§ REQUIRED WORK: The required answer is every line of the data containing the word "crate".

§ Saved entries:

■ ■ ■

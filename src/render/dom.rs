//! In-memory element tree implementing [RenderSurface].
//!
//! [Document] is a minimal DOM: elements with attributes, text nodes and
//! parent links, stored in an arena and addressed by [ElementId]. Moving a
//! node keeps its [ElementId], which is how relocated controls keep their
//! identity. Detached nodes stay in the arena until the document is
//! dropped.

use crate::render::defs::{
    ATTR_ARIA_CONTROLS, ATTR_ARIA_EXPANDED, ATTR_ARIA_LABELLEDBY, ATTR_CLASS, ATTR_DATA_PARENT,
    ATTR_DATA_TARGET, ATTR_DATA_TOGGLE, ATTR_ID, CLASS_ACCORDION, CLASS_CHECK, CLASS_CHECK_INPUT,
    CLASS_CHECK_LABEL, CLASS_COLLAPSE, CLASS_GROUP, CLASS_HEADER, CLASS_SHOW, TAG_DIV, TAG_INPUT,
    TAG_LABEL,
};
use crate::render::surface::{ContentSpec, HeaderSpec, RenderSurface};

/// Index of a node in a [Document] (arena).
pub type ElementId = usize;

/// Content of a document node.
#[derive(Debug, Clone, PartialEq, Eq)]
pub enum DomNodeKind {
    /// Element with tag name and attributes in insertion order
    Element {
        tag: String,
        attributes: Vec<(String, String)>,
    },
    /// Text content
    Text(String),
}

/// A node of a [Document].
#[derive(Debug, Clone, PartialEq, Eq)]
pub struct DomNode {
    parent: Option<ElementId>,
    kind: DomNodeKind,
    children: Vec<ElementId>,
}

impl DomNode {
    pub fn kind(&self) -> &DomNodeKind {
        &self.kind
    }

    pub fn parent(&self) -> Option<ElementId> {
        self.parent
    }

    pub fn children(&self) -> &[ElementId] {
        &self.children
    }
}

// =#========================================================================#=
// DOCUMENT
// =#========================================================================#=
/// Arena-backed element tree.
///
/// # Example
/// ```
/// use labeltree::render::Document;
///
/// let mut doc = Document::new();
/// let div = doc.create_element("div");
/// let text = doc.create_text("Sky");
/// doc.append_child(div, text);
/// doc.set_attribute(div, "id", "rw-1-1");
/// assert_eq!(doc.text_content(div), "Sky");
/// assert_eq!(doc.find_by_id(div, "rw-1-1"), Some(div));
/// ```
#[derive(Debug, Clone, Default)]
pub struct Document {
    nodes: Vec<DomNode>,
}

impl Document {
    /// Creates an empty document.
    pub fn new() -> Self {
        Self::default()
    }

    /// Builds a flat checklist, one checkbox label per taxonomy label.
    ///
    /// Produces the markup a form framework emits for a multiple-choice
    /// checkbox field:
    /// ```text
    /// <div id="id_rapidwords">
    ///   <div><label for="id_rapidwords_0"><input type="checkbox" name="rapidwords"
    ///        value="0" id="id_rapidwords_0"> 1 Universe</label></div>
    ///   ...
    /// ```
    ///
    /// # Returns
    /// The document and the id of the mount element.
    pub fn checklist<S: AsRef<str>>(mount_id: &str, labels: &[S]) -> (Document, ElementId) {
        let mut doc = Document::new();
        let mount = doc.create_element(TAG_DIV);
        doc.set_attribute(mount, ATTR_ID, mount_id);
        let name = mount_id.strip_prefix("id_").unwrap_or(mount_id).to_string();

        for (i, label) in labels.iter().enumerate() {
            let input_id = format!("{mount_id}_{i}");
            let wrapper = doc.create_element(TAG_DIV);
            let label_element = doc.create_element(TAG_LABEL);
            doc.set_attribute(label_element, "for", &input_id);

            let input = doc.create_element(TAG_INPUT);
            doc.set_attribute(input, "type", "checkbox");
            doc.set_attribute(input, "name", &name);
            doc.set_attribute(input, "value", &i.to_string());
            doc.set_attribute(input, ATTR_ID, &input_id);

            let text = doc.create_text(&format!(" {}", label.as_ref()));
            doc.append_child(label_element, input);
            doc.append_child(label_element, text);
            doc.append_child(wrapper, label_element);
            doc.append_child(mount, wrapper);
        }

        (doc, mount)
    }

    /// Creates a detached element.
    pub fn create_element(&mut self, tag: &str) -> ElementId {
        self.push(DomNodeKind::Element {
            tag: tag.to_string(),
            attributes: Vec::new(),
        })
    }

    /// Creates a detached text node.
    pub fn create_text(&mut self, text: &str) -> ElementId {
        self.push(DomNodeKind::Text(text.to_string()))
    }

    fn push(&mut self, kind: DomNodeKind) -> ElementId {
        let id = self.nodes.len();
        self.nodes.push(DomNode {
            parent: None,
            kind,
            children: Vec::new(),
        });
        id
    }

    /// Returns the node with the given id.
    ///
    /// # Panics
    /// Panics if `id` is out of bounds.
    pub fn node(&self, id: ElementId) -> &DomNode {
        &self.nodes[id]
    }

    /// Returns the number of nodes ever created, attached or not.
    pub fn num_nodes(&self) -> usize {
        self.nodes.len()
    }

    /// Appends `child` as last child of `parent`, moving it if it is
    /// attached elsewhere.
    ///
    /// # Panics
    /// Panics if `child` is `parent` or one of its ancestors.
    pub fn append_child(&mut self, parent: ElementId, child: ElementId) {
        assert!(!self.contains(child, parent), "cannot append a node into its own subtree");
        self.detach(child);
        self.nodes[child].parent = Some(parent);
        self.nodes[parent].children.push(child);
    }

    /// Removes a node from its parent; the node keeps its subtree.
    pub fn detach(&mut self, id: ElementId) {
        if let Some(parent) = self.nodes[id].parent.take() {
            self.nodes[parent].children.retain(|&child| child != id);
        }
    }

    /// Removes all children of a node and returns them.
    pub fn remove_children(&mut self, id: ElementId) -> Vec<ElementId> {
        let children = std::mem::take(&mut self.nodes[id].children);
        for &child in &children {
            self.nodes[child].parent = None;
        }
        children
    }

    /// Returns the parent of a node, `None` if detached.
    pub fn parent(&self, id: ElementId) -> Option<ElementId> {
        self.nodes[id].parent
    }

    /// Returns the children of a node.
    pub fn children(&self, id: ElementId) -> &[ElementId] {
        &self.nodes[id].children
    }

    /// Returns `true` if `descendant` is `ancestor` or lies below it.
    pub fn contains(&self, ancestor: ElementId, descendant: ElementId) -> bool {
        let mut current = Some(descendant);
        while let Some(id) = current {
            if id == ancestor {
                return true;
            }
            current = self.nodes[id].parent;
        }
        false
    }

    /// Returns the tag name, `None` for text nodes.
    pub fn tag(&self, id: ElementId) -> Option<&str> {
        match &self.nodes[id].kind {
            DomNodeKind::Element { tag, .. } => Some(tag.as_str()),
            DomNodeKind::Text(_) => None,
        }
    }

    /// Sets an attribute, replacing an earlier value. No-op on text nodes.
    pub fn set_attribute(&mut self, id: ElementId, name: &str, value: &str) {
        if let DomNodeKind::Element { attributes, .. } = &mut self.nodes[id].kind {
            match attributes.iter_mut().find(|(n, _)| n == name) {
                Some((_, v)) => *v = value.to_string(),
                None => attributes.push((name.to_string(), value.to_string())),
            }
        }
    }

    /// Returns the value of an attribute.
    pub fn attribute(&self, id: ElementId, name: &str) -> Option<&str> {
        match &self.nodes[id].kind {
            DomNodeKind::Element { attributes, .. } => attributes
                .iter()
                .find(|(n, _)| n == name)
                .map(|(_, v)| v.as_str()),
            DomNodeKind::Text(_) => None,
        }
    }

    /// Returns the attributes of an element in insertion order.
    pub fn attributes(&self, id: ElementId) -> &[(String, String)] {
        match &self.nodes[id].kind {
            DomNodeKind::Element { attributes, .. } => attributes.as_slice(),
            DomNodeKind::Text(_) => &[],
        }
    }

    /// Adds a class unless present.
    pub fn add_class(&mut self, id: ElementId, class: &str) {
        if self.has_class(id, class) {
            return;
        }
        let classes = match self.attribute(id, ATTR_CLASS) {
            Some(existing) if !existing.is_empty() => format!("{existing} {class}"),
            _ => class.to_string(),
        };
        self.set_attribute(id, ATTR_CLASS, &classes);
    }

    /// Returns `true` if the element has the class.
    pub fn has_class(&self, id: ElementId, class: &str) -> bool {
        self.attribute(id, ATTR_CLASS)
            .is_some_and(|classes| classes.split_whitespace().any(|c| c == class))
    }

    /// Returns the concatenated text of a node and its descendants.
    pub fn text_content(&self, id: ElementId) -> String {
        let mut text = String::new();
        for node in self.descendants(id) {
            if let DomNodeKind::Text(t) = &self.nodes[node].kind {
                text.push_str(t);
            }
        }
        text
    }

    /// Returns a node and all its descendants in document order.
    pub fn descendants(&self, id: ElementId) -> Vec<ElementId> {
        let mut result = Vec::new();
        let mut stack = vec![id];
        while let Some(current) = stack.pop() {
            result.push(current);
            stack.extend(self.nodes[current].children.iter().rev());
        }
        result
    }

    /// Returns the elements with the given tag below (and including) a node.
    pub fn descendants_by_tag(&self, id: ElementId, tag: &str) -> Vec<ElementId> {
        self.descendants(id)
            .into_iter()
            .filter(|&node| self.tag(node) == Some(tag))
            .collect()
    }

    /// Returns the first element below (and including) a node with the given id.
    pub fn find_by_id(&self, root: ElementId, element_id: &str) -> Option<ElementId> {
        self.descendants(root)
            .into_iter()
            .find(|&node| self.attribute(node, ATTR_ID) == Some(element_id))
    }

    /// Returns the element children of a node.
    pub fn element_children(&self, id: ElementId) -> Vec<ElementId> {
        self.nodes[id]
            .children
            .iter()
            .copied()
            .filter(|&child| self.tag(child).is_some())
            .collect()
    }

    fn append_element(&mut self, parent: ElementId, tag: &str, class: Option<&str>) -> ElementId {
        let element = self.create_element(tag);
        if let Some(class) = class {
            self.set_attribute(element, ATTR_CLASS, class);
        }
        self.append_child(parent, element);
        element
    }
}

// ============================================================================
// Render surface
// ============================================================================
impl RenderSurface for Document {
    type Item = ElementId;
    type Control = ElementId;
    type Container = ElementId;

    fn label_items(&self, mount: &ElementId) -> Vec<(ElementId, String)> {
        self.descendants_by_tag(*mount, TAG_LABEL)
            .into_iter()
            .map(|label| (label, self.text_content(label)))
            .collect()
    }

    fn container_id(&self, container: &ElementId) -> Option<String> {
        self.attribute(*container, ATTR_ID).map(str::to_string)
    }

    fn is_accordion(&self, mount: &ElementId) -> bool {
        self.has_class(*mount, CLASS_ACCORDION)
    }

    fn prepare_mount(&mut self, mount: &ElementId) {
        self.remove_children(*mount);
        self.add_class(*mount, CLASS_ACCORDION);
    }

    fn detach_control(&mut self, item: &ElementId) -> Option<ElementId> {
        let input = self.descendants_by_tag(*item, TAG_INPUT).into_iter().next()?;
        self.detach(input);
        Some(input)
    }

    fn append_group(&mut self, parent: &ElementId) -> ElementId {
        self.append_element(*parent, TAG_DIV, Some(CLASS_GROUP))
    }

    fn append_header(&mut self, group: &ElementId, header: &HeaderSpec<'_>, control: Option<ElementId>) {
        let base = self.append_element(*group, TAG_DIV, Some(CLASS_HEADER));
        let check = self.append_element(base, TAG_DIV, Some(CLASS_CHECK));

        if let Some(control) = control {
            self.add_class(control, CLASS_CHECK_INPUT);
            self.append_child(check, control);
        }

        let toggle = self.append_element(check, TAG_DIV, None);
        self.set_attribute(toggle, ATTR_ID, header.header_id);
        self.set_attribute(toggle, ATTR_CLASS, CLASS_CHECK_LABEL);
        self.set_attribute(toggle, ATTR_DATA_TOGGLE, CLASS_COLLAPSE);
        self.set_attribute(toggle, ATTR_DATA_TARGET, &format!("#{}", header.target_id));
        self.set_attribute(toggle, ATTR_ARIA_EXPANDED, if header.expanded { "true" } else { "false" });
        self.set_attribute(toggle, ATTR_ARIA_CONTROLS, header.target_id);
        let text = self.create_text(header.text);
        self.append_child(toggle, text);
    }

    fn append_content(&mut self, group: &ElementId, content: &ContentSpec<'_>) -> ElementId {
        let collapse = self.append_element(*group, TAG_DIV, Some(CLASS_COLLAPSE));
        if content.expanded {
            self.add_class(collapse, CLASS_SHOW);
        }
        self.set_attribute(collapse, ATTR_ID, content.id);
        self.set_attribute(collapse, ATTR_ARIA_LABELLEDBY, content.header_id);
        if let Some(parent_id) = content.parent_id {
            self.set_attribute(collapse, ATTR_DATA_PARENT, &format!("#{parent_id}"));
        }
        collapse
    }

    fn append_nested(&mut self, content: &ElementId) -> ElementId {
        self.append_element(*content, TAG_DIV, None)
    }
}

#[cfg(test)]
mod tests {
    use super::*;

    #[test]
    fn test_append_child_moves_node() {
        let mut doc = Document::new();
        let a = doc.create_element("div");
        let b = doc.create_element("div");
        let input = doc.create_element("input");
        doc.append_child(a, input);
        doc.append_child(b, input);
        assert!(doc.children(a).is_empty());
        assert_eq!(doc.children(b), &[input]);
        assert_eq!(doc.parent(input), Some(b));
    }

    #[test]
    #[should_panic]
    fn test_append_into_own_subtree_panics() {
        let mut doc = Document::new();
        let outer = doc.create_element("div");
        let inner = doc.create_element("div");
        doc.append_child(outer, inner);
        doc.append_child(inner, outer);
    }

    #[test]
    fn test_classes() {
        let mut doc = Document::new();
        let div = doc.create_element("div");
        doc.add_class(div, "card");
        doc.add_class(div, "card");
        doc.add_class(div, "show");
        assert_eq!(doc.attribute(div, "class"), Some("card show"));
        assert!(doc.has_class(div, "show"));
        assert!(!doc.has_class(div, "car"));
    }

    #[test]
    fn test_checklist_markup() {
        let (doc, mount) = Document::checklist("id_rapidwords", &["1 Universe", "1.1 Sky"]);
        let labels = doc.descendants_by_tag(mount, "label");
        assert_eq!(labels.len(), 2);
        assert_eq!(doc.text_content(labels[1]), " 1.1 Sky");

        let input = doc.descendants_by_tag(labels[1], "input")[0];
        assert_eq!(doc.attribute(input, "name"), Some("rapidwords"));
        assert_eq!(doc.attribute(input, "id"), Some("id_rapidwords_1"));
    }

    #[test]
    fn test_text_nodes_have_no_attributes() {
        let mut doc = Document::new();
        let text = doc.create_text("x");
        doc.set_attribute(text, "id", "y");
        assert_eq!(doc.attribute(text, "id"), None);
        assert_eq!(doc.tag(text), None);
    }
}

■ ■ ■

§ RESULT OF THE TASK:
use crate::render::defs::{
use crate::render::surface::{ContentSpec, HeaderSpec, RenderSurface};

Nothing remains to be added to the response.